Wednesday, 3 October 2012

The top 20% DO account for 70% of net contributions to the state

So, a former boss (or boss of the boss of my boss!) from the early days of my career has been having a twitter to-and-fro with Allister Heath and Nelson Fraser over the progressivity of our (the UK's, not Spain's) tax system.  His final authoritative word on the issue goes beyond the initial assessment from Full Fact by quoting this very interesting factsheet on the impact of tax and benefits put together by the ONS earlier in the year.
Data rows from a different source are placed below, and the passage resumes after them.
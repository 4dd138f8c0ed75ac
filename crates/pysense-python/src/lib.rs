//! Python semantic model for pysense.
//!
//! Given a stream of ASTs for Python source files, this crate incrementally
//! builds a hierarchical symbol model (nested lexical scopes, declarations,
//! and an approximate union-valued type for every declaration and
//! expression), and classifies an editing cursor's surroundings into a
//! completion intent.
//!
//! - [`model`]: the shared symbol model behind its reader/writer lock
//! - [`types`]: the type lattice and its merge/widen operations
//! - [`builder`]: the two-pass scope and declaration builder
//! - [`inference`]: read-only expression type inference
//! - [`completion`]: completion context classification
//! - [`imports`]: module path resolution against search directories
//! - [`stubs`]: the synthetic builtin stub file
//! - [`scheduler`]: interfaces to the external build scheduler
//!
//! See [`builder::build_file`] for the main entry point.

pub mod ast;
pub mod builder;
pub mod completion;
pub mod imports;
pub mod inference;
pub mod model;
pub mod scheduler;
pub mod stubs;
pub mod types;

pub use builder::{build_file, BuildOutcome};
pub use completion::{classify, CompletionContext, CompletionIntent};
pub use model::SharedModel;
pub use types::Type;
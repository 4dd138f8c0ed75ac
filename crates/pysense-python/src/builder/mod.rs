//! Building files into the symbol model.
//!
//! A build runs the declaration resolver twice over the same AST: an
//! internal "prebuild" pass makes every declaration in the file available
//! (forward references, self-referential types), then the real pass visits
//! expressions with that knowledge. The two passes are the same algorithm
//! parameterized by [`BuildPhase`]; the phase suppresses only the semantic
//! side effects that would be unsafe to run twice (call-site argument
//! feedback).
//!
//! Declarations the build pass does not re-encounter are removed afterwards;
//! everything else keeps its identity across builds.

mod context;
mod declarations;

pub use context::comprehension_span;

use crate::ast::Module;
use crate::model::SharedModel;
use crate::scheduler::{BuildScheduler, SearchPaths};
use declarations::DeclarationBuilder;
use pysense_core::diag::Diagnostic;
use pysense_core::source::{ContentHash, FileId, Revision};
use std::path::{Path, PathBuf};
use tracing::debug;

/// Which of the two passes over a file is running.
#[derive(Debug, Clone, Copy, PartialEq, Eq)]
pub enum BuildPhase {
    /// The first pass: declarations only, no irreversible side effects.
    Prebuild,
    /// The real pass.
    Build,
}

/// What one build of one file produced.
#[derive(Debug, Clone)]
pub struct BuildOutcome {
    pub file: FileId,
    pub revision: Revision,
    pub diagnostics: Vec<Diagnostic>,
    /// Files this build depends on that are not modeled yet; they have been
    /// handed to the scheduler, which is expected to revisit this file.
    pub unresolved_imports: Vec<PathBuf>,
}

/// Build (or rebuild) one file's AST into the model.
///
/// Bootstraps the builtin stub on first use. Writes are funneled through the
/// model's lock at statement granularity; the build never blocks on another
/// file being available.
pub fn build_file(
    model: &SharedModel,
    scheduler: &dyn BuildScheduler,
    paths: &dyn SearchPaths,
    path: &Path,
    module: &Module,
    source: &str,
) -> BuildOutcome {
    if path != crate::stubs::stub_path() {
        crate::stubs::ensure_builtins(model, scheduler, paths);
    }

    let (file, revision) = {
        let mut m = model.write();
        let file = m.intern_file(path);
        let revision = m.file(file).revision.next();
        let entry = m.file_mut(file);
        entry.revision = revision;
        entry.hash = Some(ContentHash::compute(source.as_bytes()));
        (file, revision)
    };
    debug!(file = %file, revision = %revision, path = %path.display(), "building file");

    let mut prebuilder = DeclarationBuilder::new(
        model,
        scheduler,
        paths,
        BuildPhase::Prebuild,
        file,
        path,
        revision,
        source.len(),
    );
    prebuilder.run(module);

    let mut builder = DeclarationBuilder::new(
        model,
        scheduler,
        paths,
        BuildPhase::Build,
        file,
        path,
        revision,
        source.len(),
    );
    builder.run(module);
    let (encountered, diagnostics, unresolved_imports) = builder.into_encountered();

    let mut m = model.write();
    let removed = m.sweep_not_encountered(file, &encountered);
    if removed > 0 {
        debug!(removed, file = %file, "removed declarations not re-encountered");
    }
    m.file_mut(file).diagnostics = diagnostics.clone();

    BuildOutcome {
        file,
        revision,
        diagnostics,
        unresolved_imports,
    }
}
But, whereas his exposition of the evidence is flawless I find his final conclusion wanting.  The point of his article appears to be two-fold: (1) to demonstrate that using income tax only gives a partial view of the progressivity of the tax system; and (2) that once a broader view is taken the system is not as progressive as would have been concluded.

Now, the ONS gives us the data not just for taxes paid but also for benefits (both direct and in-kind, e.g. the state schooling that my two children are currently receiving at an approximate cost of £7,000 each).  And Portes warns us to focus on non-retired households for a more accurate view.  So I have produced the following chart:

The story we get does not differ substantially from that which you would get by looking at the income tax story:

(1) For the lower 40% living in the UK with the current tax arrangements provides a substantial boost to their incomes.

(2) The middle quintile are indifferent - the tax they pay is broadly what they would otherwise have to pay for the public services they receive (incidentally, I would expect the small surplus shown in the chart for this quartile to turn into a deficit if we factored in the value of the promise of a future state pension).

(3) The 40% of households with the highest income are the only net contributors to the system, with the top quintile accounting for 70% of all net contributions (the difference between the dark and the lighter blue bars).